At the beginning of the Stanley Cup finals, the Buffalo Sabres had hoped to throw the Dallas Stars' Ed Belfour off his game, riling the temperamental goaltender to gain an emotional advantage. Right now, they'd settle for just being able to shoot on him.
The Stars blocked 19 of the Sabres' attempted shots during their 2-1 Game 3 win on Saturday, leaving Buffalo with just 12 shots on net, a franchise playoff low. The Sabres will have to find a way around all of those Dallas arms, legs and elbows if they want to improve their chances when the series resumes with Game 4 on Tuesday.
"They are as good as any team in the league at getting five guys in front of the net, and when they do get an opportunity they usually block a shot," Buffalo Coach Lindy Ruff said. "The key here is getting a shot through somehow, to get it on net and look for rebounds. I didn't think we had many flurries where we got shots through. I think in the first period they blocked nine of our shots. That eliminates a lot of offense."
Dallas Coach Ken Hitchcock joked today that some of the blocked shots came when his older players became so tired they fell down on the ice and let the pucks hit them. As for the others, he said, "Shot blocking isn't actually going to block the shot -- it's protecting a critical area. We view that as an offensive tool. If we can frustrate the opposition, make them gamble, then we can counterattack more quickly."
Buffalo did a decent job blocking shots in Game 3 as well. It stopped 14 Dallas attempts, although the Stars still managed to record 29 shots on goal.
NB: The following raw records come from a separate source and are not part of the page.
//! Admin guard and request accounting.

use std::sync::Arc;
use std::time::Instant;

use axum::{
    extract::{Request, State},
    http::{HeaderName, HeaderValue, Method},
    middleware::Next,
    response::Response,
};
use pharmacy_monitoring::RequestStats;
use tracing::{info, warn};

use crate::{util::require_bearer, ApiError, AppState};

pub const CSRF_HEADER: HeaderName = HeaderName::from_static("x-csrf-token");

/// The verified admin behind a request, inserted by [`require_admin`].
#[derive(Debug, Clone)]
pub struct AdminContext {
    pub email: String,
    pub session_id: String,
    pub expires_at: String,
    pub token: String,
}

/// Response marker set by handlers that end the session, so no fresh CSRF
/// token is issued for it.
#[derive(Debug, Clone, Copy)]
pub struct SessionEnded;

fn is_mutating(method: &Method) -> bool {
    !matches!(*method, Method::GET | Method::HEAD | Method::OPTIONS)
}

/// Require a valid admin bearer token. Mutating requests must also spend a
/// one-time `X-CSRF-Token`, and their responses carry the next one.
pub async fn require_admin(
    State(state): State<AppState>,
    mut request: Request,
    next: Next,
) -> Result<Response, ApiError> {
    let token = require_bearer(request.headers())?;
    let admin = state.authenticator().verify(&token).await?;

    let mutating = is_mutating(request.method());
    if mutating {
        let csrf = request
            .headers()
            .get(&CSRF_HEADER)
            .and_then(|value| value.to_str().ok())
            .filter(|value| !value.is_empty())
            .ok_or_else(|| ApiError::forbidden("CSRF_TOKEN_REQUIRED", "missing csrf token"))?
            .to_string();
        state
            .authenticator()
            .consume_csrf_token(&admin.session_id, &csrf)
            .await?;
    }

    let session_id = admin.session_id.clone();
    request.extensions_mut().insert(AdminContext {
        email: admin.email,
        session_id: admin.session_id,
        expires_at: admin.expires_at,
        token,
    });

    let mut response = next.run(request).await;

    if mutating && response.extensions().get::<SessionEnded>().is_none() {
        match state.authenticator().issue_csrf_token(&session_id).await {
            Ok(csrf) => match HeaderValue::from_str(&csrf.token) {
                Ok(value) => {
                    response.headers_mut().insert(CSRF_HEADER, value);
                }
                Err(error) => warn!(%error, "csrf token is not a valid header value"),
            },
            Err(error) => warn!(%error, session = %session_id, "failed to rotate csrf token"),
        }
    }

    Ok(response)
}

/// Log every request and feed the monitoring counters.
pub async fn track_requests(
    State(stats): State<Arc<RequestStats>>,
    request: Request,
    next: Next,
) -> Response {
    let method = request.method().clone();
    let uri = request.uri().clone();

    let start = Instant::now();
    let response = next.run(request).await;
    let duration = start.elapsed();

    stats.record(response.status().as_u16(), duration);
    info!(
        method = %method,
        uri = %uri,
        status = %response.status(),
        duration_ms = duration.as_millis(),
        "request completed"
    );

    response
}
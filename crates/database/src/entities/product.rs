//! Catalog products, categories and stock movements.

use serde::{Deserialize, Serialize};
use sqlx::FromRow;
use utoipa::ToSchema;

use super::snake_case_enum;

#[derive(Debug, Clone, Serialize, FromRow, ToSchema)]
pub struct Category {
    #[serde(skip_serializing)]
    pub id: i64,
    pub public_id: String,
    pub name: String,
    pub slug: String,
    pub description: Option<String>,
    pub created_at: String,
}

#[derive(Debug, Clone, Deserialize, ToSchema)]
pub struct NewCategory {
    pub name: String,
    pub description: Option<String>,
}

#[derive(Debug, Clone, Serialize, FromRow, ToSchema)]
pub struct Product {
    #[serde(skip_serializing)]
    pub id: i64,
    pub public_id: String,
    pub sku: String,
    pub name: String,
    pub description: Option<String>,
    pub category_name: Option<String>,
    pub price_cents: i64,
    pub stock_quantity: i64,
    pub reorder_level: i64,
    pub low_stock: bool,
    pub requires_prescription: bool,
    pub woo_product_id: Option<i64>,
    pub is_active: bool,
    pub created_at: String,
    pub updated_at: String,
}

#[derive(Debug, Clone, Deserialize, ToSchema)]
pub struct NewProduct {
    pub sku: String,
    pub name: String,
    pub description: Option<String>,
    /// Public id of an existing category.
    pub category_id: Option<String>,
    pub price_cents: i64,
    #[serde(default)]
    pub initial_stock: i64,
    #[serde(default)]
    pub reorder_level: i64,
    #[serde(default)]
    pub requires_prescription: bool,
    pub woo_product_id: Option<i64>,
}

#[derive(Debug, Clone, Copy, PartialEq, Eq, Serialize, Deserialize, sqlx::Type, ToSchema)]
#[sqlx(rename_all = "snake_case")]
#[serde(rename_all = "snake_case")]
pub enum MovementType {
    Restock,
    Sale,
    Adjustment,
    Return,
    Expired,
    Damaged,
}

snake_case_enum!(MovementType {
    Restock => "restock",
    Sale => "sale",
    Adjustment => "adjustment",
    Return => "return",
    Expired => "expired",
    Damaged => "damaged",
});

#[derive(Debug, Clone, Serialize, FromRow, ToSchema)]
pub struct InventoryMovement {
    #[serde(skip_serializing)]
    pub id: i64,
    pub public_id: String,
    #[serde(skip_serializing)]
    pub product_id: i64,
    pub movement_type: MovementType,
    pub quantity_change: i64,
    pub quantity_after: i64,
    pub reason: Option<String>,
    pub reference: Option<String>,
    pub created_at: String,
}

#[derive(Debug, Clone, Deserialize, ToSchema)]
pub struct StockAdjustment {
    /// Signed change applied to the current quantity.
    pub quantity_change: i64,
    pub movement_type: MovementType,
    pub reason: Option<String>,
    pub reference: Option<String>,
}

#[derive(Debug, Clone, Serialize, ToSchema)]
pub struct StockAdjustmentOutcome {
    pub product: Product,
    pub movement: InventoryMovement,
    /// True when this adjustment took the product from above its reorder
    /// level to at or below it.
    pub crossed_reorder_level: bool,
}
It's slightly cooler in Buffalo than in Dallas, but that doesn't mean the ice conditions are much better. Players who complained that the ice at Dallas's Reunion Arena felt "soft" were referring to the ice at Buffalo's Marine Midland Arena as "sticky."
"After about five minutes, it turns into gristle," Stars right wing Pat Verbeek said. "It's really bad if you fall down because you just stop. It's like Velcro. You don't slide at all."
The Bane of Buffalo
Longtime Sabre Rob Ray said he feels the desperation of the Buffalo fans, whose teams have never won a major sports championship.
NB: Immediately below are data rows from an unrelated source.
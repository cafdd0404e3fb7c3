//! Customers and CRM interactions.

use serde::{Deserialize, Serialize};
use sqlx::FromRow;
use utoipa::ToSchema;

use super::snake_case_enum;

#[derive(Debug, Clone, Copy, PartialEq, Eq, Serialize, Deserialize, sqlx::Type, ToSchema)]
#[sqlx(rename_all = "snake_case")]
#[serde(rename_all = "snake_case")]
pub enum CustomerStatus {
    Active,
    Inactive,
    Blocked,
}

snake_case_enum!(CustomerStatus {
    Active => "active",
    Inactive => "inactive",
    Blocked => "blocked",
});

#[derive(Debug, Clone, Serialize, Deserialize, FromRow, ToSchema)]
pub struct Customer {
    #[serde(skip_serializing, default)]
    pub id: i64,
    pub public_id: String,
    pub email: String,
    pub first_name: String,
    pub last_name: String,
    pub phone: Option<String>,
    pub date_of_birth: Option<String>,
    pub status: CustomerStatus,
    pub notes: Option<String>,
    pub created_at: String,
    pub updated_at: String,
}

impl Customer {
    pub fn full_name(&self) -> String {
        format!("{} {}", self.first_name, self.last_name)
    }
}

/// A customer row with CRM aggregates for list views.
#[derive(Debug, Clone, Serialize, FromRow, ToSchema)]
pub struct CustomerListEntry {
    #[sqlx(flatten)]
    #[serde(flatten)]
    pub customer: Customer,
    pub order_count: i64,
    pub last_interaction_at: Option<String>,
}

/// Contact details captured by a public form. Used to create or refresh a customer.
#[derive(Debug, Clone, Serialize, Deserialize, ToSchema)]
pub struct CustomerContact {
    pub email: String,
    pub first_name: String,
    pub last_name: String,
    pub phone: Option<String>,
    pub date_of_birth: Option<String>,
}

#[derive(Debug, Clone, Default, Serialize, Deserialize, ToSchema)]
pub struct UpdateCustomerRequest {
    pub status: Option<CustomerStatus>,
    pub notes: Option<String>,
    pub phone: Option<String>,
}

#[derive(Debug, Clone, Copy, PartialEq, Eq, Serialize, Deserialize, sqlx::Type, ToSchema)]
#[sqlx(rename_all = "snake_case")]
#[serde(rename_all = "snake_case")]
pub enum InteractionType {
    Call,
    Email,
    Visit,
    Note,
    FormSubmission,
}

snake_case_enum!(InteractionType {
    Call => "call",
    Email => "email",
    Visit => "visit",
    Note => "note",
    FormSubmission => "form_submission",
});

#[derive(Debug, Clone, Serialize, FromRow, ToSchema)]
pub struct CustomerInteraction {
    #[serde(skip_serializing)]
    pub id: i64,
    pub public_id: String,
    #[serde(skip_serializing)]
    pub customer_id: i64,
    pub interaction_type: InteractionType,
    pub summary: String,
    pub follow_up_at: Option<String>,
    pub created_by: String,
    pub created_at: String,
}

#[derive(Debug, Clone, Deserialize, ToSchema)]
pub struct NewInteraction {
    pub interaction_type: InteractionType,
    pub summary: String,
    pub follow_up_at: Option<String>,
}
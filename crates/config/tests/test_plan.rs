//! Loader behaviour across defaults, file discovery, environment overrides
//! and validation.

use std::fs;
use std::path::{Path, PathBuf};

use serial_test::serial;
use tempfile::TempDir;

use pharmacy_config::{
    load, AlertChannelKind, AppConfig, AuthConfig, BackupConfig, HttpConfig, ShardStrategy,
    StripeConfig,
};

const ENV_VARS_TO_RESET: &[&str] = &[
    "PHARMACY_CONFIG",
    "PHARMACY__AUTH__ADMIN_EMAIL",
    "PHARMACY__AUTH__ADMIN_PASSWORD_HASH",
    "PHARMACY__AUTH__JWT_SECRET",
    "PHARMACY__AUTH__TOKEN_TTL_SECONDS",
    "PHARMACY__AUTH__MAX_LOGIN_ATTEMPTS",
    "PHARMACY__DATABASE__MAX_CONNECTIONS",
    "PHARMACY__DATABASE__URL",
    "PHARMACY__HTTP__ADDRESS",
    "PHARMACY__HTTP__PORT",
    "PHARMACY__INTEGRATIONS__STRIPE__SECRET_KEY",
    "PHARMACY__SHARDING__STRATEGY",
];

struct TestContext {
    vars: Vec<(String, Option<String>)>,
    original_dir: Option<PathBuf>,
}

impl TestContext {
    fn new() -> Self {
        Self {
            vars: Vec::new(),
            original_dir: None,
        }
    }

    fn reset_environment(&mut self) {
        for key in ENV_VARS_TO_RESET {
            self.remove_var(key);
        }
    }

    fn set_var(&mut self, key: &str, value: impl AsRef<str>) {
        let previous = std::env::var(key).ok();
        std::env::set_var(key, value.as_ref());
        self.vars.push((key.to_string(), previous));
    }

    fn remove_var(&mut self, key: &str) {
        let previous = std::env::var(key).ok();
        std::env::remove_var(key);
        self.vars.push((key.to_string(), previous));
    }

    fn set_current_dir(&mut self, dir: &Path) {
        if self.original_dir.is_none() {
            self.original_dir =
                Some(std::env::current_dir().expect("failed to capture current directory"));
        }
        std::env::set_current_dir(dir).expect("failed to set current directory");
    }
}

impl Drop for TestContext {
    fn drop(&mut self) {
        if let Some(original) = self.original_dir.take() {
            let _ = std::env::set_current_dir(original);
        }

        while let Some((key, value)) = self.vars.pop() {
            match value {
                Some(val) => std::env::set_var(&key, val),
                None => std::env::remove_var(&key),
            }
        }
    }
}

fn write_config_file(root: &Path, relative: &str, contents: &str) {
    let path = root.join(relative);
    if let Some(parent) = path.parent() {
        fs::create_dir_all(parent).expect("failed to create config directories");
    }
    fs::write(path, contents).expect("failed to write config file");
}

fn isolated() -> (TempDir, TestContext) {
    let temp_dir = TempDir::new().expect("failed to create temp dir");
    let mut ctx = TestContext::new();
    ctx.reset_environment();
    ctx.set_current_dir(temp_dir.path());
    (temp_dir, ctx)
}

#[test]
#[serial]
fn load_uses_default_values_when_no_files_found() {
    let (_temp_dir, _ctx) = isolated();

    let config = load().expect("configuration load should succeed without files");
    let defaults = AppConfig::default();

    assert_eq!(config.http.address, defaults.http.address);
    assert_eq!(config.http.port, defaults.http.port);
    assert!(!config.http.trust_proxy_headers);
    assert_eq!(config.database.url, defaults.database.url);
    assert_eq!(config.database.max_connections, defaults.database.max_connections);
    assert_eq!(config.auth.token_ttl_seconds, defaults.auth.token_ttl_seconds);
    assert!(!config.auth.admin_configured());
    assert_eq!(config.sharding.strategy, ShardStrategy::RoundRobin);
    assert!(config.sharding.shards.is_empty());
    assert_eq!(config.monitoring.alert_channels, vec![AlertChannelKind::Log]);
}

#[test]
#[serial]
fn load_picks_first_available_file_in_search_order() {
    let (temp_dir, _ctx) = isolated();

    write_config_file(temp_dir.path(), "pharmacy.toml", "[http]\nport = 4242\n");
    write_config_file(temp_dir.path(), "config/pharmacy.toml", "[http]\nport = 5151\n");

    let config = load().expect("configuration load should pick the first file");
    assert_eq!(config.http.port, 4242);
}

#[test]
#[serial]
fn load_merges_partial_file_with_defaults() {
    let (temp_dir, _ctx) = isolated();

    write_config_file(
        temp_dir.path(),
        "pharmacy.toml",
        r#"
        [http]
        port = 8181

        [database]
        max_connections = 50

        [auth]
        max_login_attempts = 3
        "#,
    );

    let config = load().expect("configuration load should succeed");
    let defaults = AppConfig::default();

    assert_eq!(config.http.port, 8181);
    assert_eq!(config.http.address, defaults.http.address);
    assert_eq!(config.database.max_connections, 50);
    assert_eq!(config.database.url, defaults.database.url);
    assert_eq!(config.auth.max_login_attempts, 3);
    assert_eq!(config.auth.login_window_seconds, defaults.auth.login_window_seconds);
    assert_eq!(config.integrations.stripe.base_url, defaults.integrations.stripe.base_url);
}

#[test]
#[serial]
fn load_reads_sharding_and_monitoring_sections() {
    let (temp_dir, _ctx) = isolated();

    write_config_file(
        temp_dir.path(),
        "pharmacy.toml",
        r#"
        [sharding]
        strategy = "hash"
        shards = ["sqlite://shard-a.db", "sqlite://shard-b.db"]

        [monitoring]
        interval_seconds = 15
        alert_channels = ["log", "webhook"]
        webhook_url = "https://hooks.example.com/pharmacy"

        [monitoring.thresholds]
        memory_percent = 70.0
        "#,
    );

    let config = load().expect("configuration load should succeed");
    assert_eq!(config.sharding.strategy, ShardStrategy::Hash);
    assert_eq!(config.sharding.shards.len(), 2);
    assert_eq!(config.monitoring.interval_seconds, 15);
    assert_eq!(
        config.monitoring.alert_channels,
        vec![AlertChannelKind::Log, AlertChannelKind::Webhook]
    );
    assert_eq!(config.monitoring.thresholds.memory_percent, 70.0);
    assert_eq!(config.monitoring.thresholds.cpu_load_percent, 80.0);
}

#[test]
#[serial]
fn load_applies_environment_overrides() {
    let (temp_dir, mut ctx) = isolated();

    write_config_file(temp_dir.path(), "pharmacy.toml", "[http]\nport = 3030\n");
    ctx.set_var("PHARMACY__HTTP__PORT", "9090");
    ctx.set_var("PHARMACY__HTTP__TRUST_PROXY_HEADERS", "true");
    ctx.set_var("PHARMACY__AUTH__ADMIN_EMAIL", "admin@pharmacy.test");
    ctx.set_var("PHARMACY__AUTH__ADMIN_PASSWORD_HASH", "$argon2id$v=19$m=19456,t=2,p=1$c2FsdA$aGFzaA");

    let config = load().expect("configuration load should honour env overrides");
    assert_eq!(config.http.port, 9090);
    assert!(config.http.trust_proxy_headers);
    assert_eq!(config.auth.admin_email.as_deref(), Some("admin@pharmacy.test"));
    assert!(config.auth.admin_configured());
}

#[test]
#[serial]
fn load_honours_explicit_config_path() {
    let (temp_dir, mut ctx) = isolated();

    write_config_file(temp_dir.path(), "pharmacy.toml", "[http]\nport = 1111\n");
    write_config_file(temp_dir.path(), "elsewhere/custom.toml", "[http]\nport = 2222\n");
    let explicit = temp_dir.path().join("elsewhere/custom.toml");
    ctx.set_var("PHARMACY_CONFIG", explicit.display().to_string());

    let config = load().expect("configuration load should use PHARMACY_CONFIG");
    assert_eq!(config.http.port, 2222);
}

#[test]
#[serial]
fn load_clamps_token_ttl_to_i64_maximum() {
    let (_temp_dir, mut ctx) = isolated();

    let oversized = (i64::MAX as u128 + 42).to_string();
    ctx.set_var("PHARMACY__AUTH__TOKEN_TTL_SECONDS", &oversized);

    let config = load().expect("configuration load should succeed with oversized TTL");
    assert_eq!(config.auth.token_ttl_seconds, i64::MAX as u64);
}

#[test]
#[serial]
fn load_treats_empty_admin_email_as_unset() {
    let (_temp_dir, mut ctx) = isolated();

    ctx.set_var("PHARMACY__AUTH__ADMIN_EMAIL", "");

    let config = load().expect("configuration load should succeed");
    assert!(config.auth.admin_email.is_none());
}

#[test]
#[serial]
fn load_errors_on_invalid_toml_contents() {
    let (temp_dir, _ctx) = isolated();

    write_config_file(
        temp_dir.path(),
        "pharmacy.toml",
        r#"
        [http]
        port = "not-a-number
        "#,
    );

    let error = load().expect_err("invalid TOML should cause load to fail");
    let message = error.to_string();
    assert!(
        message.contains("invalid configuration") || message.contains("unable to build configuration"),
        "unexpected error message: {message}"
    );
}

#[test]
fn auth_config_requires_both_email_and_hash() {
    let mut auth = AuthConfig::default();
    assert!(!auth.admin_configured());

    auth.admin_email = Some("admin@pharmacy.test".into());
    assert!(!auth.admin_configured());

    auth.admin_password_hash = Some("hash".into());
    assert!(auth.admin_configured());
}

#[test]
fn http_config_defaults_match_expected_host_and_port() {
    let defaults = HttpConfig::default();
    assert_eq!(defaults.address, "127.0.0.1");
    assert_eq!(defaults.port, 8080);
}

#[test]
fn stripe_and_backup_defaults() {
    let stripe = StripeConfig::default();
    assert_eq!(stripe.base_url, "https://api.stripe.com");
    assert_eq!(stripe.currency, "usd");
    assert!(stripe.secret_key.is_none());

    let backup = BackupConfig::default();
    assert_eq!(backup.retention, 7);
    assert_eq!(backup.interval_seconds, 0);
}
"If you had been here during the days when the Bills reached the Super Bowl . . . I think there was a lot of excitement built up, and when they weren't successful it was a major letdown for the city," he said.
"So I think for some of us who were here and experienced that, you know you are not only feeling the pressure of having to win for yourself and everyone in the dressing room, but everybody else when you are walking down the street. They are making such a big thing of it; there is a lot of added pressure, I think. It's something you just can't avoid because they won't allow you to avoid it."